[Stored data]
+ + + + +

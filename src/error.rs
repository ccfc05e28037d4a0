use thiserror::Error;

use crate::parcel::ParcelStatus;

pub type Result<T> = std::result::Result<T, StoreError>;

/// Returned when a status string is not one of `registered`, `sent`, `delivered`.
#[derive(Debug, Clone, PartialEq, Eq, Error)]
#[error("invalid parcel status '{0}'")]
pub struct ParseStatusError(pub String);

/// Errors produced by a [`ParcelStore`](crate::ParcelStore).
#[derive(Debug, Error)]
pub enum StoreError {
    /// Status outside the closed set; raised before touching storage.
    #[error(transparent)]
    Validation(#[from] ParseStatusError),

    #[error("no parcel found with number {number}")]
    NotFound { number: i64 },

    /// The row exists but its status no longer allows the mutation.
    #[error("parcel {number} is '{status}', expected 'registered'")]
    PreconditionFailed { number: i64, status: ParcelStatus },

    #[error("{context}: {source}")]
    Read {
        context: &'static str,
        #[source]
        source: rusqlite::Error,
    },

    #[error("{context}: {source}")]
    Write {
        context: &'static str,
        #[source]
        source: rusqlite::Error,
    },

    #[error("failed to open database at {path}: {source}")]
    Open {
        path: String,
        #[source]
        source: rusqlite::Error,
    },
}

impl StoreError {
    pub(crate) fn read(context: &'static str) -> impl FnOnce(rusqlite::Error) -> Self {
        move |source| Self::Read { context, source }
    }

    pub(crate) fn write(context: &'static str) -> impl FnOnce(rusqlite::Error) -> Self {
        move |source| Self::Write { context, source }
    }
}
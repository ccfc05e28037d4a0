// Behaviour shared by every ParcelStore implementation.
//
// Each check is written once against the trait and run against both the
// SQLite store (file-backed, in a temp file) and the in-memory store.

use std::collections::HashMap;

use anyhow::Result;
use parcel_store::{
    initialize_schema, InMemoryParcelStore, Parcel, ParcelStatus, ParcelStore, SqliteConfig,
    SqliteParcelStore, StoreError,
};
use tempfile::NamedTempFile;

fn init_tracing() {
    let _ = tracing_subscriber::fmt()
        .with_env_filter(tracing_subscriber::EnvFilter::from_default_env())
        .with_test_writer()
        .try_init();
}

// Helper function to create a store over a temporary file-based database
fn sqlite_store() -> Result<(SqliteParcelStore, NamedTempFile)> {
    init_tracing();
    let temp_file = NamedTempFile::new()?;
    let path = temp_file.path().to_string_lossy().into_owned();
    let conn = SqliteConfig::new(path).open()?;
    initialize_schema(&conn)?;
    Ok((SqliteParcelStore::from_connection(conn), temp_file))
}

fn test_parcel() -> Parcel {
    Parcel::new(1000, "test")
}

async fn add_get_delete(store: &impl ParcelStore) -> Result<()> {
    let parcel = test_parcel();

    let number = store.add(&parcel).await?;
    assert_ne!(number, 0);

    let stored = store.get(number).await?;
    assert_eq!(stored.number, number);
    assert_eq!(stored.client, parcel.client);
    assert_eq!(stored.status, parcel.status);
    assert_eq!(stored.address, parcel.address);
    assert_eq!(stored.created_at, parcel.created_at);

    store.delete(number).await?;

    let err = store.get(number).await.unwrap_err();
    assert!(matches!(err, StoreError::NotFound { number: n } if n == number), "{err:?}");
    Ok(())
}

async fn numbers_are_fresh(store: &impl ParcelStore) -> Result<()> {
    let first = store.add(&test_parcel()).await?;
    let second = store.add(&test_parcel()).await?;
    assert_ne!(first, 0);
    assert_ne!(second, 0);
    assert_ne!(first, second);
    Ok(())
}

async fn set_address(store: &impl ParcelStore) -> Result<()> {
    let number = store.add(&test_parcel()).await?;

    store.set_address(number, "new test address").await?;

    let updated = store.get(number).await?;
    assert_eq!(updated.address, "new test address");
    assert_eq!(updated.status, ParcelStatus::Registered);
    Ok(())
}

async fn set_status(store: &impl ParcelStore) -> Result<()> {
    let number = store.add(&test_parcel()).await?;

    store.set_status(number, "sent").await?;
    assert_eq!(store.get(number).await?.status, ParcelStatus::Sent);

    // No transition graph: any known status may follow any other.
    store.set_status(number, "registered").await?;
    assert_eq!(store.get(number).await?.status, ParcelStatus::Registered);
    Ok(())
}

async fn invalid_status_is_rejected(store: &impl ParcelStore) -> Result<()> {
    let number = store.add(&test_parcel()).await?;

    for bogus in ["bogus", "Sent", "DELIVERED", ""] {
        let err = store.set_status(number, bogus).await.unwrap_err();
        assert!(matches!(err, StoreError::Validation(_)), "{err:?}");
    }
    assert_eq!(store.get(number).await?.status, ParcelStatus::Registered);

    // Validation happens before any lookup.
    let err = store.set_status(i64::MAX, "bogus").await.unwrap_err();
    assert!(matches!(err, StoreError::Validation(_)), "{err:?}");
    Ok(())
}

async fn get_by_client(store: &impl ParcelStore) -> Result<()> {
    let client = 4_242_424;
    let mut expected = HashMap::new();
    for address in ["first", "second", "third"] {
        let mut parcel = Parcel::new(client, address);
        parcel.number = store.add(&parcel).await?;
        expected.insert(parcel.number, parcel);
    }
    store.add(&Parcel::new(client + 1, "elsewhere")).await?;
    store.add(&Parcel::new(7, "elsewhere")).await?;

    let stored = store.get_by_client(client).await?;
    assert_eq!(stored.len(), expected.len());
    for parcel in stored {
        let want = expected
            .get(&parcel.number)
            .unwrap_or_else(|| panic!("unexpected parcel {}", parcel.number));
        assert_eq!(&parcel, want);
    }
    Ok(())
}

async fn get_by_unknown_client_is_empty(store: &impl ParcelStore) -> Result<()> {
    store.add(&test_parcel()).await?;
    assert!(store.get_by_client(-1).await?.is_empty());
    Ok(())
}

async fn guarded_mutations_leave_row_unchanged(store: &impl ParcelStore) -> Result<()> {
    let number = store.add(&test_parcel()).await?;
    store.set_status(number, "sent").await?;

    let err = store.set_address(number, "changed").await.unwrap_err();
    assert!(
        matches!(
            err,
            StoreError::PreconditionFailed {
                status: ParcelStatus::Sent,
                ..
            }
        ),
        "{err:?}"
    );

    store.set_status(number, "delivered").await?;
    let err = store.delete(number).await.unwrap_err();
    assert!(
        matches!(
            err,
            StoreError::PreconditionFailed {
                status: ParcelStatus::Delivered,
                ..
            }
        ),
        "{err:?}"
    );

    let stored = store.get(number).await?;
    assert_eq!(stored.address, "test");
    assert_eq!(stored.status, ParcelStatus::Delivered);
    Ok(())
}

async fn mutations_on_missing_parcel(store: &impl ParcelStore) -> Result<()> {
    let missing = store.add(&test_parcel()).await? + 1000;

    let err = store.set_status(missing, "sent").await.unwrap_err();
    assert!(matches!(err, StoreError::NotFound { .. }), "{err:?}");

    let err = store.set_address(missing, "nowhere").await.unwrap_err();
    assert!(matches!(err, StoreError::NotFound { .. }), "{err:?}");

    let err = store.delete(missing).await.unwrap_err();
    assert!(matches!(err, StoreError::NotFound { .. }), "{err:?}");
    Ok(())
}

async fn delete_twice(store: &impl ParcelStore) -> Result<()> {
    let number = store.add(&test_parcel()).await?;
    store.delete(number).await?;
    let err = store.delete(number).await.unwrap_err();
    assert!(matches!(err, StoreError::NotFound { .. }), "{err:?}");
    Ok(())
}

macro_rules! store_tests {
    ($($check:ident),* $(,)?) => {
        mod sqlite {
            $(
                #[tokio::test]
                async fn $check() -> anyhow::Result<()> {
                    let (store, _db) = super::sqlite_store()?;
                    super::$check(&store).await
                }
            )*
        }

        mod in_memory {
            $(
                #[tokio::test]
                async fn $check() -> anyhow::Result<()> {
                    super::init_tracing();
                    let store = super::InMemoryParcelStore::new();
                    super::$check(&store).await
                }
            )*
        }
    };
}

store_tests!(
    add_get_delete,
    numbers_are_fresh,
    set_address,
    set_status,
    invalid_status_is_rejected,
    get_by_client,
    get_by_unknown_client_is_empty,
    guarded_mutations_leave_row_unchanged,
    mutations_on_missing_parcel,
    delete_twice,
);

#[tokio::test]
async fn store_works_behind_a_shared_trait_object() -> Result<()> {
    let (sqlite, _db) = sqlite_store()?;
    let stores: Vec<std::sync::Arc<dyn ParcelStore>> = vec![
        std::sync::Arc::new(sqlite),
        std::sync::Arc::new(InMemoryParcelStore::new()),
    ];
    for store in stores {
        let number = store.add(&test_parcel()).await?;
        assert_eq!(store.get(number).await?.client, 1000);
    }
    Ok(())
}

#[tokio::test(flavor = "multi_thread", worker_threads = 4)]
async fn concurrent_address_updates_on_one_row() -> Result<()> {
    let (store, _db) = sqlite_store()?;
    let store = std::sync::Arc::new(store);
    let number = store.add(&test_parcel()).await?;

    let mut handles = Vec::new();
    for i in 0..8 {
        let store = std::sync::Arc::clone(&store);
        handles.push(tokio::spawn(async move {
            store.set_address(number, &format!("address {i}")).await
        }));
    }
    for handle in handles {
        handle.await??;
    }

    let stored = store.get(number).await?;
    assert!(stored.address.starts_with("address "));
    Ok(())
}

+ + + + +

Lines holding the word "second" are the answer; copy every one from the records above.

    let second = store.add(&test_parcel()).await?;
    assert_ne!(second, 0);
    assert_ne!(first, second);
    for address in ["first", "second", "third"] {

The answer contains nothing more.